Caryn Hartglass: It’s a win win, if we would only go that way, so how does it look so far, is this message getting out there?
Andre Leu: Sorry, we have very good science at the moment showing that now that we’re getting research into organic systems, that you can get much higher yields out of organic than conventional, and that includes studies in the United States, where conventional is already high yielding, but the really exciting one is in the developing world, where most of the hungry people live, there’s about eight hundred million people who do not get enough food every day and there’s another billion that get enough calories, but they don’t get enough essential micronutrients, vitamins, antioxidants, minerals, etc.
Caryn Hartglass: That’s most people in this country.
Andre Leu: It’s the same, the world over now. They get more than enough empty calories but they don’t actually get enough nutrition, and but what we know now is that around most of these people, are actually small holder farmers and they’re not producing enough food, and with good organic techniques we’re able to give them more than a hundred percent increase in food production and that takes these communities from abject poverty into relative prosperity.
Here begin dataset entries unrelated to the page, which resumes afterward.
use std::process::ExitCode;

fn main() -> ExitCode {
    match relic_scan::app::run() {
        Ok(()) => ExitCode::SUCCESS,
        Err(err) => {
            eprintln!("{err}");
            ExitCode::from(err.exit_code())
        }
    }
}
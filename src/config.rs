//! Environment configuration.
//!
//! Values come from the process environment, optionally seeded from a `.env`
//! file in the working directory. Command-line flags always win.

use std::path::PathBuf;

use crate::error::{AppError, EXIT_INVALID_INPUT};

/// Path of the JSON coefficient table.
pub const ENV_XSEC_TABLE: &str = "RELIC_XSEC_TABLE";
/// Solver command line, split on whitespace.
pub const ENV_SOLVER: &str = "RELIC_SOLVER";
/// Log filter directives for `tracing-subscriber`.
pub const ENV_LOG: &str = "RELIC_LOG";

pub const DEFAULT_SOLVER: &str = "./main";

#[derive(Debug, Clone, Default, PartialEq)]
pub struct Settings {
    pub xsec_table: Option<PathBuf>,
    pub solver: Option<String>,
}

impl Settings {
    pub fn from_env() -> Self {
        dotenvy::dotenv().ok();
        Self::from_lookup(|key| std::env::var(key).ok())
    }

    pub fn from_lookup(lookup: impl Fn(&str) -> Option<String>) -> Self {
        let non_empty = |key: &str| lookup(key).filter(|v| !v.trim().is_empty());
        Self {
            xsec_table: non_empty(ENV_XSEC_TABLE).map(PathBuf::from),
            solver: non_empty(ENV_SOLVER),
        }
    }

    /// Coefficient table path: flag, then environment.
    pub fn table_path(&self, flag: Option<PathBuf>) -> Result<PathBuf, AppError> {
        flag.or_else(|| self.xsec_table.clone()).ok_or_else(|| {
            AppError::new(
                EXIT_INVALID_INPUT,
                format!("No coefficient table given. Pass --table or set {ENV_XSEC_TABLE} (.env)."),
            )
        })
    }

    /// Solver command: flag, then environment, then `./main`.
    pub fn solver_command(&self, flag: Option<&str>) -> Vec<String> {
        let raw = flag
            .map(str::to_string)
            .or_else(|| self.solver.clone())
            .unwrap_or_else(|| DEFAULT_SOLVER.to_string());
        raw.split_whitespace().map(str::to_string).collect()
    }
}

#[cfg(test)]
mod tests {
    use std::collections::HashMap;

    use super::*;

    fn settings(vars: &[(&str, &str)]) -> Settings {
        let map: HashMap<String, String> = vars
            .iter()
            .map(|(k, v)| (k.to_string(), v.to_string()))
            .collect();
        Settings::from_lookup(|key| map.get(key).cloned())
    }

    #[test]
    fn flag_beats_environment() {
        let s = settings(&[(ENV_XSEC_TABLE, "env.json")]);
        assert_eq!(
            s.table_path(Some(PathBuf::from("flag.json"))).unwrap(),
            PathBuf::from("flag.json")
        );
        assert_eq!(s.table_path(None).unwrap(), PathBuf::from("env.json"));
    }

    #[test]
    fn missing_table_is_invalid_input() {
        let err = settings(&[]).table_path(None).unwrap_err();
        assert_eq!(err.exit_code(), EXIT_INVALID_INPUT);
        assert!(err.to_string().contains(ENV_XSEC_TABLE));
    }

    #[test]
    fn solver_defaults_to_main_in_working_directory() {
        assert_eq!(settings(&[]).solver_command(None), vec!["./main"]);
        let s = settings(&[(ENV_SOLVER, "  mpirun -n 1 ./main ")]);
        assert_eq!(s.solver_command(None), vec!["mpirun", "-n", "1", "./main"]);
        assert_eq!(s.solver_command(Some("./other")), vec!["./other"]);
    }

    #[test]
    fn blank_variables_are_ignored() {
        assert_eq!(settings(&[(ENV_SOLVER, "   ")]), Settings::default());
    }
}
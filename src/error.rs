use std::path::PathBuf;

use thiserror::Error;

use crate::domain::{Corrections, GridPoint};

/// Exit code for invalid input (unknown process, bad flags, broken table).
pub const EXIT_INVALID_INPUT: u8 = 2;
/// Exit code for failures while a scan is running.
pub const EXIT_SCAN_FAILED: u8 = 4;

#[derive(Clone)]
pub struct AppError {
    exit_code: u8,
    message: String,
}

impl AppError {
    pub fn new(exit_code: u8, message: impl Into<String>) -> Self {
        Self {
            exit_code,
            message: message.into(),
        }
    }

    pub fn exit_code(&self) -> u8 {
        self.exit_code
    }
}

impl std::fmt::Display for AppError {
    fn fmt(&self, f: &mut std::fmt::Formatter<'_>) -> std::fmt::Result {
        write!(f, "{}", self.message)
    }
}

impl std::fmt::Debug for AppError {
    fn fmt(&self, f: &mut std::fmt::Formatter<'_>) -> std::fmt::Result {
        f.debug_struct("AppError")
            .field("exit_code", &self.exit_code)
            .field("message", &self.message)
            .finish()
    }
}

impl std::error::Error for AppError {}

/// Errors raised by the cross-section dispatcher and its coefficient table.
#[derive(Debug, Error)]
pub enum XsecError {
    #[error("Process {0} is not known, must be sstoqq, sstogg, fftoqq, fftogg, vvtoqq or vvtogg.")]
    UnknownProcess(String),

    #[error("Color representation {0} is not valid, must be 3, 6, or 8.")]
    InvalidRepresentation(i64),

    #[error("Partial wave l = {requested} is out of range, the table holds orders 0..={max}.")]
    OutOfRangeWave { requested: u32, max: u32 },

    #[error("Coefficient table is invalid: {0}")]
    InvalidTable(String),

    #[error("Failed to read coefficient table '{}': {source}", path.display())]
    TableIo {
        path: PathBuf,
        #[source]
        source: std::io::Error,
    },

    #[error("Failed to parse coefficient table: {0}")]
    TableFormat(#[from] serde_json::Error),
}

/// Errors raised while running a grid scan.
#[derive(Debug, Error)]
pub enum ScanError {
    #[error("Invalid scan range for {axis}: {reason}")]
    InvalidRange { axis: &'static str, reason: String },

    #[error("Solver command is empty")]
    EmptySolverCommand,

    #[error("Failed to write parameter file '{}': {source}", path.display())]
    MalformedParameterFile {
        path: PathBuf,
        #[source]
        source: std::io::Error,
    },

    #[error("Failed to start solver `{command}`: {source}")]
    SolverSpawn {
        command: String,
        #[source]
        source: std::io::Error,
    },

    #[error("Solver `{command}` ({corrections}) exited with {status} at {point}: {stderr}")]
    SolverInvocation {
        command: String,
        corrections: Corrections,
        point: GridPoint,
        status: String,
        stderr: String,
    },

    #[error("Solver `{command}` ({corrections}) timed out after {seconds}s at {point}")]
    SolverTimeout {
        command: String,
        corrections: Corrections,
        point: GridPoint,
        seconds: u64,
    },

    #[error("Solver output ({corrections}) has no line containing '{marker}' at {point}")]
    MissingMarker {
        marker: String,
        corrections: Corrections,
        point: GridPoint,
    },

    #[error("Solver output ({corrections}) has unparsable value '{token}' after '{marker}' at {point}")]
    UnparsableValue {
        marker: String,
        token: String,
        corrections: Corrections,
        point: GridPoint,
    },

    #[error("Results file '{}': {source}", path.display())]
    Results {
        path: PathBuf,
        #[source]
        source: std::io::Error,
    },

    #[error("Failed to read existing results '{}' for resume: {reason}", path.display())]
    Resume { path: PathBuf, reason: String },
}

impl ScanError {
    /// The grid point the error is attached to, if any.
    pub fn point(&self) -> Option<GridPoint> {
        match self {
            ScanError::SolverInvocation { point, .. }
            | ScanError::SolverTimeout { point, .. }
            | ScanError::MissingMarker { point, .. }
            | ScanError::UnparsableValue { point, .. } => Some(*point),
            _ => None,
        }
    }

    /// Per-point failures may be skipped under `FailurePolicy::Skip`.
    /// I/O problems with the scan's own files never are.
    pub fn is_point_failure(&self) -> bool {
        self.point().is_some()
    }
}

impl From<XsecError> for AppError {
    fn from(err: XsecError) -> Self {
        AppError::new(EXIT_INVALID_INPUT, err.to_string())
    }
}

impl From<crate::physics::ParticleCodeError> for AppError {
    fn from(err: crate::physics::ParticleCodeError) -> Self {
        AppError::new(EXIT_INVALID_INPUT, err.to_string())
    }
}

impl From<ScanError> for AppError {
    fn from(err: ScanError) -> Self {
        let code = match &err {
            ScanError::InvalidRange { .. } | ScanError::EmptySolverCommand => EXIT_INVALID_INPUT,
            _ => EXIT_SCAN_FAILED,
        };
        AppError::new(code, err.to_string())
    }
}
Caryn Hartglass: Oh I love that.
Andre Leu: Yeah look, it’s one of the really good success stories, there’s a very good study done by two united nations organisations, united nations environment program and united nations conference on trade and development, and they reviewed one hundred and fourteen projects across Africa and it was over two million hectares, that’s five million acres and just under two million farmers and they found on average with good organic methods, there was one hundred and fourteen percent increase in yields and that meant, it meant that these people now were food secure, very importantly they could send their children and especially their daughters to school, it’s usually the daughters that don’t get educated, they can afford medical bills, they could build nice houses, they could actually socialize, some of the stories you hear which you don’t think of the women, because they can’t afford decent clothing don’t want to socialize, because they feel embarrassed or indecent, they can have nice clothing, they can socialize, this whole sense of community, the children start returning back to the villages, because there’s a future it just changes everything around, and the thing about this is that it just needs training and education, we don’t need to waste billions and billions of dollars developing a new GMO or something, that money can be used to help the most marginalized people on our planet and turn it around and build really vibrant happy functioning communities.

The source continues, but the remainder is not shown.